Early-onset neonatal sepsis can result in considerable morbidity and mortality in as many as 18 percent of affected newborns. A concerted effort by public health officials and clinicians caring for pregnant patients and their newborns resulted in a significant decline in early-onset neonatal sepsis in the 1990s. Rates among term newborns declined to near 0.1 percent. To reduce potential over testing and overtreating for an increasingly rare condition, many clinicians advocate for the use of the Early-Onset Sepsis Calculator, which demonstrated efficacy and safety in an initial before and after study. A previously published systematic review found this calculator reduced the need for empiric antibiotics by a relative risk reduction of 55 percent, seemingly without missing cases of early-onset neonatal sepsis.

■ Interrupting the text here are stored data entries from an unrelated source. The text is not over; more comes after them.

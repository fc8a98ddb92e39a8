use approx::AbsDiffEq;
use crate::error::DigitNetError;
use crate::tensor::Tensor;
use crate::types::Scalar;
use std::ops::{Index, IndexMut};
use std::path::Path;

/// A rank-1 [`Tensor`] with 1-D indexing.
#[derive(Clone, PartialEq)]
pub struct Vector<T> {
    tensor: Tensor<T>,
}

impl<T: Scalar> Vector<T> {
    /// Creates a zero-filled vector of the given length.
    pub fn new(size: usize) -> Self {
        Vector {
            tensor: Tensor::new(&[size]),
        }
    }

    /// Creates a vector of the given length, every element set to `value`.
    pub fn filled(size: usize, value: T) -> Self {
        Vector {
            tensor: Tensor::full(&[size], value),
        }
    }

    pub fn from_vec(data: Vec<T>) -> Self {
        Vector {
            tensor: Tensor::from_1d(data),
        }
    }

    /// Wraps a tensor, which must have rank 1.
    ///
    /// # Errors
    /// `RankMismatch` for any other rank.
    pub fn from_tensor(tensor: Tensor<T>) -> Result<Self, DigitNetError> {
        if tensor.rank() != 1 {
            return Err(DigitNetError::RankMismatch {
                expected: 1,
                actual: tensor.rank(),
                operation: "Vector::from_tensor".to_string(),
            });
        }
        Ok(Vector { tensor })
    }

    /// Reads a vector from a tensor file. The file must hold a rank-1 tensor.
    pub fn load<P: AsRef<Path>>(path: P) -> Result<Self, DigitNetError> {
        Self::from_tensor(Tensor::load(path)?)
    }

    pub fn save<P: AsRef<Path>>(&self, path: P) -> Result<(), DigitNetError> {
        self.tensor.save(path)
    }

    pub fn map<F: FnMut(T) -> T>(&self, f: F) -> Vector<T> {
        Vector {
            tensor: self.tensor.map(f),
        }
    }

    /// Element-wise combination of two vectors of equal length.
    pub fn zip_map<F: FnMut(T, T) -> T>(&self, other: &Vector<T>, f: F) -> Result<Vector<T>, DigitNetError> {
        self.check_same_len(other, "Vector::zip_map")?;
        Ok(Vector {
            tensor: self.tensor.zip_map(&other.tensor, f)?,
        })
    }

    /// `self -= scale * other`, in place.
    pub fn sub_scaled(&mut self, other: &Vector<T>, scale: T) -> Result<(), DigitNetError> {
        self.check_same_len(other, "Vector::sub_scaled")?;
        for (a, &b) in self.as_mut_slice().iter_mut().zip(other.as_slice()) {
            *a -= scale * b;
        }
        Ok(())
    }

    /// Index of the first largest element, `None` for an empty vector.
    pub fn argmax(&self) -> Option<usize> {
        let data = self.as_slice();
        if data.is_empty() {
            return None;
        }
        let mut best = 0;
        for (i, &value) in data.iter().enumerate().skip(1) {
            if value > data[best] {
                best = i;
            }
        }
        Some(best)
    }

    /// Largest element, `None` for an empty vector.
    pub fn max_value(&self) -> Option<T> {
        self.argmax().map(|i| self[i])
    }

    pub(crate) fn check_same_len(&self, other: &Vector<T>, operation: &str) -> Result<(), DigitNetError> {
        if self.len() != other.len() {
            return Err(DigitNetError::DimensionMismatch {
                expected: self.len(),
                actual: other.len(),
                operation: operation.to_string(),
            });
        }
        Ok(())
    }
}

impl<T> Vector<T> {
    /// Number of elements.
    pub fn len(&self) -> usize {
        self.tensor.numel()
    }

    pub fn is_empty(&self) -> bool {
        self.len() == 0
    }

    pub fn as_slice(&self) -> &[T] {
        self.tensor.data()
    }

    pub fn as_mut_slice(&mut self) -> &mut [T] {
        self.tensor.data_mut()
    }

    pub fn iter(&self) -> std::slice::Iter<'_, T> {
        self.tensor.iter()
    }

    /// The backing rank-1 tensor.
    pub fn tensor(&self) -> &Tensor<T> {
        &self.tensor
    }

    pub fn into_tensor(self) -> Tensor<T> {
        self.tensor
    }
}

impl<T: Scalar> From<Vec<T>> for Vector<T> {
    fn from(data: Vec<T>) -> Self {
        Vector::from_vec(data)
    }
}

impl<T> Index<usize> for Vector<T> {
    type Output = T;

    fn index(&self, index: usize) -> &T {
        &self.tensor[[index]]
    }
}

impl<T> IndexMut<usize> for Vector<T> {
    fn index_mut(&mut self, index: usize) -> &mut T {
        &mut self.tensor[[index]]
    }
}

impl<T: std::fmt::Debug> std::fmt::Debug for Vector<T> {
    fn fmt(&self, f: &mut std::fmt::Formatter<'_>) -> std::fmt::Result {
        f.debug_list().entries(self.as_slice()).finish()
    }
}

impl<T> AbsDiffEq for Vector<T>
where
    T: AbsDiffEq,
    T::Epsilon: Copy,
{
    type Epsilon = T::Epsilon;

    fn default_epsilon() -> Self::Epsilon {
        T::default_epsilon()
    }

    fn abs_diff_eq(&self, other: &Self, epsilon: Self::Epsilon) -> bool {
        self.tensor.abs_diff_eq(&other.tensor, epsilon)
    }
}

These same investigators conducted a follow-up systematic review and patient-level data meta-analysis of cohort studies published after the original derivation study. Studies of high-risk infants and studies without a single case of early-onset neonatal sepsis were excluded. The investigators included a total of 18 cohort studies, mostly from the United States, resulting in a population of more than 400,000 live births and a total of 234 cases of early-onset neonatal sepsis. Early-onset neonatal sepsis, defined as a newborn with a positive blood or cerebrospinal fluid culture within 72 hours of life, was most commonly caused by Group B streptococcus and Eschericia coli (51% and 16%, respectively). Overall risk of bias was assessed as high in 11 of 18 studies and the quality of evidence for the primary outcome of early-onset neonatal sepsis was low due to the retrospective nature. Using patient-level data, the Early-onset Neonatal Sepsis Calculator recommendations were determined at the population rate of 0.6 cases per 1,000 live births at initial assessment and 12 hours later. The Early-onset Neonatal Sepsis Calculator recommended routine care for 103 of 234 sepsis cases (44%, 95% CI 37.6%-50.6%) at initial assessment and 65 of 234 (27.8%, 95% CI 22.1%-34.0%) at 12 hours. Among the infants with early-onset neonatal sepsis who were clinically well-appearing or had a low-risk estimate on initial assessment, clinical illness occurred by 48 hours in 76.9 percent. A total of 31 infants remained clinically well and were diagnosed with early-onset neonatal sepsis by cultures obtained for other reasons.
Unnecessary antibiotic exposure early in life can increase bacterial resistance, disrupt the microbiome and has been associated with other long lasting effects including asthma. Excess testing and monitoring increases newborn length of stay and may increase parental anxiety and vulnerable child syndrome. The Kaiser Early-onset Neonatal Sepsis Calculator provides hard “numbers” and recommendations for further steps in management — a coveted tool. This meta-analysis questions whether this clinical decision support tool accurately stratifies infants, however. Limitations of this review include high risk of bias in most included studies and inclusion of retrospectively identified known early-onset neonatal sepsis cases. However, even among the prospective cohort data, a considerable number of babies with early-onset neonatal sepsis were recommended to have routine care at birth and 12 hours (40.0% and 23.3%, respectively). Also, data on true negatives were not reported, so the negative predictive value (NPV) of the calculator remains unknown. We’re guessing the NPV would have been very high. Although imperfect, these data appear to represent implementation of the Early-onset Neonatal Sepsis Calculator in the real world — where clinical judgment and patient factors vary considerably from the original design. The conservative clinician would take the Early-onset Neonatal Sepsis Calculator recommendations into account but carefully monitor for clinical change during the first two days of life.